The CaveBear has heard from losers^H^H^H^H^H friends about how it feels to flip open your Palm Pilot only to find that the only address is for your mother and the only appointment is for a root canal.
You don't have to remain a dud, a loser, a wimp -- We can turn your life into a Cabaret. (Hmm, that's a catchy phrase, we ought to write a song about it.)
Send us money and we will send you one of CaveBear's Get-A-Life packs!
We'll fill your Palm Pilot with names - Desiree, Tawny, Heather or Antonio, Liam, Sean, Harrison - and appointments - Dinner with Christy at Stars, Breakfast with Spielberg at the Four Seasons, Negotiations with your VC at 3000 Sand Hill Road.
Imagine, next time you are at a party (right, you at a party?!) imagine yourself rubbing up against an attractive, sexy, pheromone laden, totally devastating member of the opposite sex, and then imagine you, yes you, whipping it out (your Palm Pilot! you dummy!) and saying "Yes, we can do dinner, I can meet with deCaprio some other time."
(For a few dollars more we'll disable the secret wireless link that sends all the names and numbers you capture directly into our own database.)

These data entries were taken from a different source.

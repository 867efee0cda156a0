//! Presentation pass over a finished [`ComparisonSheet`].
//!
//! The comparison model carries no colours or borders; this module lays a
//! sheet out as a grid of styled cells, which the xlsx writer then emits
//! verbatim.

use crate::compare::builder::{ComparisonSheet, SheetRow};
use crate::compare::comparator::{Classification, ComparisonRow};
use crate::metric::MetricKey;

/// Number of columns in the header and in every comparison row.
pub const COLUMN_COUNT: usize = 8;

pub const SUMMARY_FASTER_LABEL: &str = "No.Of.Transactions Executed Faster than last run:";
pub const SUMMARY_SLOWER_LABEL: &str = "No.Of.Transactions Executed Slower than last run:";
pub const SUMMARY_VERDICT_LABEL: &str = "Overall Observation:";
pub const SUMMARY_NOTE_LABEL: &str = "*Note:";
pub const SUMMARY_NOTE: &str =
    "These are system generated observations. Please review Manually for a complete analysis";

// ---------------------------------------------------------------------------
// Cell styling
// ---------------------------------------------------------------------------

/// Solid background fills used by the report.
#[derive(Debug, Clone, Copy, PartialEq, Eq)]
pub enum Fill {
    /// Value headers and summary labels.
    HeaderBlue,
    /// Headers of the delta columns.
    DeltaGrey,
    /// Delta cell of a row where execution 2 was faster.
    FasterGreen,
    /// Delta cell of a row where execution 2 was slower.
    SlowerYellow,
    /// Summary values.
    SummaryGreen,
}

impl Fill {
    pub fn rgb(&self) -> u32 {
        match self {
            Fill::HeaderBlue => 0x51ABD2,
            Fill::DeltaGrey => 0xD3D0D0,
            Fill::FasterGreen => 0x0C880E,
            Fill::SlowerYellow => 0xF4EB36,
            Fill::SummaryGreen => 0x65E823,
        }
    }
}

#[derive(Debug, Clone, Copy, Default, PartialEq, Eq)]
pub struct CellStyle {
    pub bold: bool,
    pub fill: Option<Fill>,
    /// Thin border on all four sides.
    pub border: bool,
}

impl CellStyle {
    pub const PLAIN: CellStyle = CellStyle {
        bold: false,
        fill: None,
        border: false,
    };

    const BORDERED: CellStyle = CellStyle {
        bold: false,
        fill: None,
        border: true,
    };

    fn header(fill: Fill) -> Self {
        CellStyle {
            bold: true,
            fill: Some(fill),
            border: true,
        }
    }
}

#[derive(Debug, Clone, PartialEq)]
pub enum CellValue {
    Text(String),
    Number(f64),
}

#[derive(Debug, Clone, PartialEq)]
pub struct StyledCell {
    pub value: CellValue,
    pub style: CellStyle,
}

impl StyledCell {
    fn text(text: impl Into<String>, style: CellStyle) -> Self {
        Self {
            value: CellValue::Text(text.into()),
            style,
        }
    }

    fn number(value: f64, style: CellStyle) -> Self {
        Self {
            value: CellValue::Number(value),
            style,
        }
    }
}

/// One worksheet row, left-aligned from column A.
pub type StyledRow = Vec<StyledCell>;

// ---------------------------------------------------------------------------
// Layout
// ---------------------------------------------------------------------------

/// Column headers for a metric's sheet.
pub fn header_labels(metric: &MetricKey) -> [String; COLUMN_COUNT] {
    let m = metric.as_str();
    [
        "Transaction Name".to_string(),
        format!("Execution1_OK Value {m}"),
        format!("Execution2_OK Value {m}"),
        "Delta(Execution2 value - Execution1 value)".to_string(),
        "Delta Percentage %".to_string(),
        format!("Execution1_KO Value {m}"),
        format!("Execution2_KO Value {m}"),
        "Delta(Execution2 value - Execution1 value)".to_string(),
    ]
}

pub fn header_row(metric: &MetricKey) -> StyledRow {
    header_labels(metric)
        .into_iter()
        .map(|label| {
            let fill = if label.contains("Delta") {
                Fill::DeltaGrey
            } else {
                Fill::HeaderBlue
            };
            StyledCell::text(label, CellStyle::header(fill))
        })
        .collect()
}

/// Fill for the delta-percentage cell, if any.
pub fn delta_fill(classification: Classification) -> Option<Fill> {
    match classification {
        Classification::Faster => Some(Fill::FasterGreen),
        Classification::Slower => Some(Fill::SlowerYellow),
        Classification::Unchanged => None,
    }
}

pub fn comparison_row(row: &ComparisonRow) -> StyledRow {
    let delta_style = CellStyle {
        fill: delta_fill(row.classification()),
        ..CellStyle::BORDERED
    };
    vec![
        StyledCell::text(row.name.clone(), CellStyle::BORDERED),
        StyledCell::number(row.value1_ok, CellStyle::BORDERED),
        StyledCell::number(row.value2_ok, CellStyle::BORDERED),
        StyledCell::number(row.diff_ok, CellStyle::BORDERED),
        StyledCell::text(row.formatted_delta(), delta_style),
        StyledCell::number(row.value1_ko, CellStyle::BORDERED),
        StyledCell::number(row.value2_ko, CellStyle::BORDERED),
        StyledCell::number(row.diff_ko, CellStyle::BORDERED),
    ]
}

pub fn missing_section_row(key: &str) -> StyledRow {
    vec![StyledCell::text(
        SheetRow::missing_notice(key),
        CellStyle::PLAIN,
    )]
}

/// The four-row faster/slower/verdict/note block.
pub fn summary_rows(sheet: &ComparisonSheet) -> Vec<StyledRow> {
    let label = CellStyle::header(Fill::HeaderBlue);
    let value = CellStyle::header(Fill::SummaryGreen);
    vec![
        vec![
            StyledCell::text(SUMMARY_FASTER_LABEL, label),
            StyledCell::number(f64::from(sheet.summary.faster), value),
        ],
        vec![
            StyledCell::text(SUMMARY_SLOWER_LABEL, label),
            StyledCell::number(f64::from(sheet.summary.slower), value),
        ],
        vec![
            StyledCell::text(SUMMARY_VERDICT_LABEL, label),
            StyledCell::text(sheet.verdict().text(), value),
        ],
        vec![
            StyledCell::text(SUMMARY_NOTE_LABEL, label),
            StyledCell::text(SUMMARY_NOTE, value),
        ],
    ]
}

/// Every row of the sheet: header, data rows, summary block.
pub fn layout_sheet(sheet: &ComparisonSheet) -> Vec<StyledRow> {
    let mut rows = Vec::with_capacity(sheet.rows.len() + 5);
    rows.push(header_row(&sheet.metric));
    rows.extend(sheet.rows.iter().map(|row| match row {
        SheetRow::Comparison(cmp) => comparison_row(cmp),
        SheetRow::MissingSection { key } => missing_section_row(key),
    }));
    rows.extend(summary_rows(sheet));
    rows
}

// ---------------------------------------------------------------------------
// Tests
// ---------------------------------------------------------------------------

You have a choice of packs to fit your mood, to fit your personality, or to fit your car. (We will happily upgrade you a new Ferrari, Rolls, Jetta, or Buick as most fits your new image.)
So who do you want to be?
- Movie Mogul
- High Tech Capitalist
- High-priced Plastic Surgeon
- Man/Woman "with connections"
- Soccer Star
- Soap Opera Star
- Announcer on a Mexican Radio Station
We'll send you an update every two weeks (not that you'll need it, but we like the cash flow.)
For an additional fee we can add a fulfillment service. (Due to legal restrictions we can not offer this additional service in all localities.)